The leading hotel company in Spain and one of the largest in the world, Meliá Hotels International operates seven well-known brands and is unique among the 20 largest international hotel groups in having an origin in leisure. Here, RLI speaks with Gabriel Escarrer, Vice-Chairman and CEO of Meliá Hotels International to discuss how the brand has reached this unique position in the market and what its plans are for the future.
Meliá Hotels International (MHI) now has 390 owned and operated under management hotels in over 40 countries in four continents. Leading the way with 140 hotels in Spain, the company also has a prominent position in countries such as Cuba, Germany, Mexico & the Dominican Republic, Indonesia and Vietnam, with a strong footprint across LATAM.
With its additional focus on leisure and bleisure (business & leisure) destinations; they are increasingly visible in European gateway cities such as London, Milan, Paris as well as the Middle East, Africa and China.
“For a global company like ours 2019 was a challenging year; however our results remained in line with expectations despite the effects of simultaneous extraordinary events,” explains Gabriel Escarrer, Vice-Chairman and CEO of Meliá Hotels International.
“In terms of reputation, we have focused on maintaining and strengthening the relationship with our customers through these troubled times, increasing the engagement and positive sentiment towards our brands through honest and regular communication.”

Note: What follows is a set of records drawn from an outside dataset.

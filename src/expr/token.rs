//! Expression token definitions

use std::fmt;

/// Expression token types
#[derive(Debug, Clone, PartialEq)]
pub enum Token {
    // ========== Keywords ==========
    And,
    Or,
    Not,
    Mod,

    // ========== Literals ==========
    Identifier(String),
    /// Positional argument placeholder, e.g. `?2`
    Placeholder(usize),
    IntegerLiteral(i64),
    FloatLiteral(f64),
    StringLiteral(String),

    // ========== Operators ==========
    Plus,
    Minus,
    Asterisk,
    Slash,
    Percent,
    Eq,
    Neq,
    Lt,
    Gt,
    Lte,
    Gte,

    // ========== Punctuation ==========
    LParen,
    RParen,
    Comma,
    Dot,

    Eof,
}

impl Token {
    /// Convert a keyword string to a token (case-insensitive)
    pub fn from_keyword(s: &str) -> Option<Token> {
        match s.to_uppercase().as_str() {
            "AND" => Some(Token::And),
            "OR" => Some(Token::Or),
            "NOT" => Some(Token::Not),
            "MOD" => Some(Token::Mod),
            _ => None,
        }
    }
}

impl fmt::Display for Token {
    fn fmt(&self, f: &mut fmt::Formatter<'_>) -> fmt::Result {
        match self {
            Token::And => write!(f, "AND"),
            Token::Or => write!(f, "OR"),
            Token::Not => write!(f, "NOT"),
            Token::Mod => write!(f, "MOD"),
            Token::Identifier(s) => write!(f, "{}", s),
            Token::Placeholder(n) => write!(f, "?{}", n),
            Token::IntegerLiteral(n) => write!(f, "{}", n),
            Token::FloatLiteral(n) => write!(f, "{}", n),
            Token::StringLiteral(s) => write!(f, "'{}'", s),
            Token::Plus => write!(f, "+"),
            Token::Minus => write!(f, "-"),
            Token::Asterisk => write!(f, "*"),
            Token::Slash => write!(f, "/"),
            Token::Percent => write!(f, "%"),
            Token::Eq => write!(f, "="),
            Token::Neq => write!(f, "<>"),
            Token::Lt => write!(f, "<"),
            Token::Gt => write!(f, ">"),
            Token::Lte => write!(f, "<="),
            Token::Gte => write!(f, ">="),
            Token::LParen => write!(f, "("),
            Token::RParen => write!(f, ")"),
            Token::Comma => write!(f, ","),
            Token::Dot => write!(f, "."),
            Token::Eof => write!(f, "end of input"),
        }
    }
}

The company currently has a development pipeline of 54 hotels which includes the new Paradisus Playa Mujeres in Mexico, the Gran Meliá Chengdu in China, the Innside Amsterdam and the ME Barcelona in Europe and the ME Doha in the Middle East.
Moving forward, the vision for MHI is to grow in both the leisure and bleisure segments. As such, the strategic focus is currently on Southern European countries such as Italy, Spain, Portugal and Greece, along with Montenegro and Croatia in the Balkans, whilst also keeping an eye on Southeast Asia, mainly in Vietnam, Thailand and Indonesia.
When looking for new properties, MHI first take into consideration the facilities, the number and type of rooms, the functionality of its premises, and how it meets brand standards.
“What we also do is consider the ‘magic’ that we can create in the property, which depends, to a high extent, on its design, spaces, architecture, and something that is very important for us: the open spaces, gardens, terraces and roof-tops,” explains Escarrer.
The company chooses its destinations very carefully and they aim for the hotels to become social epicentres of the cities and resort destinations in which they are situated, so that the hotel is integrated into its surroundings, improving its perception and reputation. Finally, they work very hard on improving the hotels’ segmentation too, which ultimately has a positive impact on the destination in general, igniting a snowball effect in the destination’s ecosystem.
“Our motto is ‘leisure at heart, business in mind. Our company is one of the leading groups in the resort segment, and after 65 years of history, we know how to create unique and memorable experiences, that we have also been able to transfer to the increasingly leisure-inspired segment of urban hotels,” Escarrer comments.
With e-commerce and social media now playing such a pivotal role in the success of a company, Escarrer explains that digitisation is the backbone of MHI’s strategic plan, and it has become even more important post-Covid-19, as customer habits change and the use of digital channels increases.
“E-commerce has been essential for us for some years now, and after a huge investment of almost 200 million since 2015, we are amongst the industry leaders when it comes to digital distribution; now, e-commerce makes up more than 70 per cent of our total sales, and our channels melia.com and MeliaPro.com represent over 40 per cent of our sales.”
As a family-born company that was listed on the stock market 25 years ago, the company epitomises strong ‘family’ values and solid corporate governance that imposes special rigor and transparency. Considering this, Escarrer defines the company’s mission as: “To promote a transformation that makes the company more profitable and sustainable based on three fundamental drivers: the consolidation of our core values and strengths; efficiency, simplification and digitalisation; and a new strategy for responsible growth consistent with our vision.”
Commenting on the challenges that lie ahead, Gabriel believes that firstly the tourism industry needs to re-start as soon as possible and be built on stronger and more sustainable foundations.
“Currently at MHI, we are focused on re-setting ourselves and re-thinking our strategy and operating model, taking advantage of this period to improve and be prepared to face the challenging and more competitive post-Covid market, and to be able to seize the opportunities that the new environment brings. We expect a strong market contraction that could last until 2023 or 2024, offering growth opportunities for the most efficient, agile and responsible companies,” Escarrer concludes.